Assignment:
Copy every record exactly.

[Stored data entries]
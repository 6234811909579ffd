//! Dual functions: operations that can run on the host while compiling or be emitted as shader code.
//!
//! A [`DualFn`] pairs a host implementation with an emitter. Calls first convert their arguments according to the
//! function's [`ArgConversion`] policy; if every converted argument is a compile-time constant, the host
//! implementation runs and its result is folded into a constant. Otherwise the emitter writes the call.

use crate::{
  context::ResolutionCtx,
  conversion,
  error::{Error, Result},
  snippet::Snippet,
  types::DataType,
  value::ConstValue,
};
use std::{fmt, rc::Rc};

/// A host value with its shader type.
#[derive(Clone, Debug, PartialEq)]
pub struct Typed {
  pub value: ConstValue,
  pub ty: DataType,
}

impl Typed {
  pub fn new(value: impl Into<ConstValue>, ty: DataType) -> Self {
    Typed {
      value: value.into(),
      ty,
    }
  }
}

#[derive(Clone, Debug, PartialEq)]
pub enum HostError {
  /// The operation cannot run on the host for these arguments; emit it instead.
  Unavailable,
  Failed(String),
}

pub type HostFn = Rc<dyn Fn(&[Typed]) -> Result<Typed, HostError>>;
pub type EmitFn = Rc<dyn Fn(&mut ResolutionCtx, &[Snippet]) -> Result<Snippet>>;
pub type ConversionFn = Rc<dyn Fn(&[DataType]) -> Result<Vec<DataType>>>;
pub type SignatureFn = Rc<dyn Fn(usize, Option<&DataType>) -> Vec<DataType>>;

/// Parameter types used as hints when compiling arguments (object and array literals need them).
#[derive(Clone)]
pub enum Signature {
  Fixed(Vec<DataType>),
  /// Computed from the argument count and the type expected by the call site.
  Computed(SignatureFn),
}

impl Signature {
  pub fn hints(&self, argc: usize, expected: Option<&DataType>) -> Vec<DataType> {
    match self {
      Signature::Fixed(types) => types.clone(),
      Signature::Computed(f) => f(argc, expected),
    }
  }
}

/// How arguments are converted before a call.
#[derive(Clone)]
pub enum ArgConversion {
  Keep,
  /// Convert every argument to one common type, optionally chosen among `restrict_to`.
  Unify {
    restrict_to: Option<Vec<DataType>>,
  },
  /// Compute the target type of every argument from the argument types.
  PerPosition(ConversionFn),
}

pub struct DualFn {
  name: String,
  host: Option<HostFn>,
  emit: EmitFn,
  signature: Option<Signature>,
  conversion: ArgConversion,
  arity: Option<usize>,
  fold: bool,
}

impl DualFn {
  pub fn new(
    name: impl Into<String>,
    emit: impl Fn(&mut ResolutionCtx, &[Snippet]) -> Result<Snippet> + 'static,
  ) -> Self {
    DualFn {
      name: name.into(),
      host: None,
      emit: Rc::new(emit),
      signature: None,
      conversion: ArgConversion::Keep,
      arity: None,
      fold: true,
    }
  }

  pub fn with_host(mut self, host: impl Fn(&[Typed]) -> Result<Typed, HostError> + 'static) -> Self {
    self.host = Some(Rc::new(host));
    self
  }

  pub fn with_signature(mut self, signature: Signature) -> Self {
    self.signature = Some(signature);
    self
  }

  pub fn with_conversion(mut self, conversion: ArgConversion) -> Self {
    self.conversion = conversion;
    self
  }

  pub fn with_arity(mut self, arity: usize) -> Self {
    self.arity = Some(arity);
    self
  }

  /// Always emit, even when every argument is constant.
  pub fn without_folding(mut self) -> Self {
    self.fold = false;
    self
  }

  pub fn name(&self) -> &str {
    &self.name
  }

  pub fn signature(&self) -> Option<&Signature> {
    self.signature.as_ref()
  }

  pub fn call(&self, ctx: &mut ResolutionCtx, args: Vec<Snippet>) -> Result<Snippet> {
    if let Some(arity) = self.arity {
      if args.len() != arity {
        return Err(Error::ArityMismatch {
          what: self.name.clone(),
          expected: arity,
          found: args.len(),
        });
      }
    }

    let args = self.convert_args(ctx, args)?;

    if let Some(host) = self.host.as_ref().filter(|_| self.fold) {
      let values: Option<Vec<Typed>> = args
        .iter()
        .map(|arg| arg.as_const().map(|value| Typed::new(value.clone(), arg.ty.clone())))
        .collect();

      if let Some(values) = values {
        match host(&values) {
          Ok(result) => return Ok(Snippet::constant(result.value, result.ty)),
          Err(HostError::Unavailable) => (),
          Err(HostError::Failed(message)) => {
            return Err(Error::HostEvaluation {
              function: self.name.clone(),
              message,
            })
          }
        }
      }
    }

    (self.emit)(ctx, &args)
  }

  fn convert_args(&self, ctx: &mut ResolutionCtx, args: Vec<Snippet>) -> Result<Vec<Snippet>> {
    match &self.conversion {
      ArgConversion::Keep => Ok(args),

      ArgConversion::Unify { restrict_to } => {
        let types: Vec<DataType> = args.iter().map(|arg| arg.ty.clone()).collect();

        conversion::convert_to_common_type(ctx, args, restrict_to.as_deref(), true)?.ok_or_else(|| {
          Error::NoCommonType {
            context: format!("the arguments of `{}`", self.name),
            types,
          }
        })
      }

      ArgConversion::PerPosition(targets) => {
        let types: Vec<DataType> = args.iter().map(|arg| arg.ty.clone()).collect();
        let targets = targets(&types)?;

        if targets.len() != args.len() {
          return Err(Error::ArityMismatch {
            what: self.name.clone(),
            expected: targets.len(),
            found: args.len(),
          });
        }

        conversion::convert_all(ctx, args, &targets)
      }
    }
  }
}

impl fmt::Debug for DualFn {
  fn fmt(&self, f: &mut fmt::Formatter) -> fmt::Result {
    f.debug_struct("DualFn")
      .field("name", &self.name)
      .field("host", &self.host.is_some())
      .field("fold", &self.fold)
      .finish()
  }
}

Response:
repository 6234811909579ffd
//! Dual functions: operations that can run on the host while compiling or be emitted as shader code.
//!
//! A [`DualFn`] pairs a host implementation with an emitter. Calls first convert their arguments according to the
//! function's [`ArgConversion`] policy; if every converted argument is a compile-time constant, the host
//! implementation runs and its result is folded into a constant. Otherwise the emitter writes the call.

use crate::{
  context::ResolutionCtx,
  conversion,
  error::{Error, Result},
  snippet::Snippet,
  types::DataType,
  value::ConstValue,
};
use std::{fmt, rc::Rc};

/// A host value with its shader type.
#[derive(Clone, Debug, PartialEq)]
pub struct Typed {
  pub value: ConstValue,
  pub ty: DataType,
}

impl Typed {
  pub fn new(value: impl Into<ConstValue>, ty: DataType) -> Self {
    Typed {
      value: value.into(),
      ty,
    }
  }
}

#[derive(Clone, Debug, PartialEq)]
pub enum HostError {
  /// The operation cannot run on the host for these arguments; emit it instead.
  Unavailable,
  Failed(String),
}

pub type HostFn = Rc<dyn Fn(&[Typed]) -> Result<Typed, HostError>>;
pub type EmitFn = Rc<dyn Fn(&mut ResolutionCtx, &[Snippet]) -> Result<Snippet>>;
pub type ConversionFn = Rc<dyn Fn(&[DataType]) -> Result<Vec<DataType>>>;
pub type SignatureFn = Rc<dyn Fn(usize, Option<&DataType>) -> Vec<DataType>>;

/// Parameter types used as hints when compiling arguments (object and array literals need them).
#[derive(Clone)]
pub enum Signature {
  Fixed(Vec<DataType>),
  /// Computed from the argument count and the type expected by the call site.
  Computed(SignatureFn),
}

impl Signature {
  pub fn hints(&self, argc: usize, expected: Option<&DataType>) -> Vec<DataType> {
    match self {
      Signature::Fixed(types) => types.clone(),
      Signature::Computed(f) => f(argc, expected),
    }
  }
}

/// How arguments are converted before a call.
#[derive(Clone)]
pub enum ArgConversion {
  Keep,
  /// Convert every argument to one common type, optionally chosen among `restrict_to`.
  Unify {
    restrict_to: Option<Vec<DataType>>,
  },
  /// Compute the target type of every argument from the argument types.
  PerPosition(ConversionFn),
}

pub struct DualFn {
  name: String,
  host: Option<HostFn>,
  emit: EmitFn,
  signature: Option<Signature>,
  conversion: ArgConversion,
  arity: Option<usize>,
  fold: bool,
}

impl DualFn {
  pub fn new(
    name: impl Into<String>,
    emit: impl Fn(&mut ResolutionCtx, &[Snippet]) -> Result<Snippet> + 'static,
  ) -> Self {
    DualFn {
      name: name.into(),
      host: None,
      emit: Rc::new(emit),
      signature: None,
      conversion: ArgConversion::Keep,
      arity: None,
      fold: true,
    }
  }

  pub fn with_host(mut self, host: impl Fn(&[Typed]) -> Result<Typed, HostError> + 'static) -> Self {
    self.host = Some(Rc::new(host));
    self
  }

  pub fn with_signature(mut self, signature: Signature) -> Self {
    self.signature = Some(signature);
    self
  }

  pub fn with_conversion(mut self, conversion: ArgConversion) -> Self {
    self.conversion = conversion;
    self
  }

  pub fn with_arity(mut self, arity: usize) -> Self {
    self.arity = Some(arity);
    self
  }

  /// Always emit, even when every argument is constant.
  pub fn without_folding(mut self) -> Self {
    self.fold = false;
    self
  }

  pub fn name(&self) -> &str {
    &self.name
  }

  pub fn signature(&self) -> Option<&Signature> {
    self.signature.as_ref()
  }

  pub fn call(&self, ctx: &mut ResolutionCtx, args: Vec<Snippet>) -> Result<Snippet> {
    if let Some(arity) = self.arity {
      if args.len() != arity {
        return Err(Error::ArityMismatch {
          what: self.name.clone(),
          expected: arity,
          found: args.len(),
        });
      }
    }

    let args = self.convert_args(ctx, args)?;

    if let Some(host) = self.host.as_ref().filter(|_| self.fold) {
      let values: Option<Vec<Typed>> = args
        .iter()
        .map(|arg| arg.as_const().map(|value| Typed::new(value.clone(), arg.ty.clone())))
        .collect();

      if let Some(values) = values {
        match host(&values) {
          Ok(result) => return Ok(Snippet::constant(result.value, result.ty)),
          Err(HostError::Unavailable) => (),
          Err(HostError::Failed(message)) => {
            return Err(Error::HostEvaluation {
              function: self.name.clone(),
              message,
            })
          }
        }
      }
    }

    (self.emit)(ctx, &args)
  }

  fn convert_args(&self, ctx: &mut ResolutionCtx, args: Vec<Snippet>) -> Result<Vec<Snippet>> {
    match &self.conversion {
      ArgConversion::Keep => Ok(args),

      ArgConversion::Unify { restrict_to } => {
        let types: Vec<DataType> = args.iter().map(|arg| arg.ty.clone()).collect();

        conversion::convert_to_common_type(ctx, args, restrict_to.as_deref(), true)?.ok_or_else(|| {
          Error::NoCommonType {
            context: format!("the arguments of `{}`", self.name),
            types,
          }
        })
      }

      ArgConversion::PerPosition(targets) => {
        let types: Vec<DataType> = args.iter().map(|arg| arg.ty.clone()).collect();
        let targets = targets(&types)?;

        if targets.len() != args.len() {
          return Err(Error::ArityMismatch {
            what: self.name.clone(),
            expected: targets.len(),
            found: args.len(),
          });
        }

        conversion::convert_all(ctx, args, &targets)
      }
    }
  }
}

impl fmt::Debug for DualFn {
  fn fmt(&self, f: &mut fmt::Formatter) -> fmt::Result {
    f.debug_struct("DualFn")
      .field("name", &self.name)
      .field("host", &self.host.is_some())
      .field("fold", &self.fold)
      .finish()
  }
}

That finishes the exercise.